By Julien Lagarde, Barbara Uszczynska-Ratajczak, Silvia Carbonell, SÍlvia Pérez-Lluch, Amaya Abad, Carrie Davis, Thomas Gingeras, Adam Frankish, Jennifer Harrow, Roderic Guigó, Rory Johnson

Posted 01 Feb 2017
bioRxiv DOI: 10.1101/105064 (published DOI: 10.1038/ng.3988)

Accurate annotations of genes and their transcripts is a foundation of genomics, but no annotation technique presently combines throughput and accuracy. As a result, reference gene collections remain incomplete: many gene models are fragmentary, while thousands more remain uncatalogued - particularly for long noncoding RNAs (lncRNAs). To accelerate lncRNA annotation, the GENCODE consortium has developed RNA Capture Long Seq (CLS), combining targeted RNA capture with third-generation long-read sequencing. We present an experimental re-annotation of the GENCODE intergenic lncRNA population in matched human and mouse tissues, resulting in novel transcript models for 3574 / 561 gene loci, respectively. CLS approximately doubles the annotated complexity of targeted loci, outperforming existing short-read techniques.
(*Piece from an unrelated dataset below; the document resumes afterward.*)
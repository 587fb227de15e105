//! Simulator interfaces.

pub mod simulator;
Full-length transcript models produced by CLS enable us to definitively characterize the genomic features of lncRNAs, including promoter- and gene-structure, and protein-coding potential. Thus CLS removes a longstanding bottleneck of transcriptome annotation, generating manual-quality full-length transcript models at high-throughput scales.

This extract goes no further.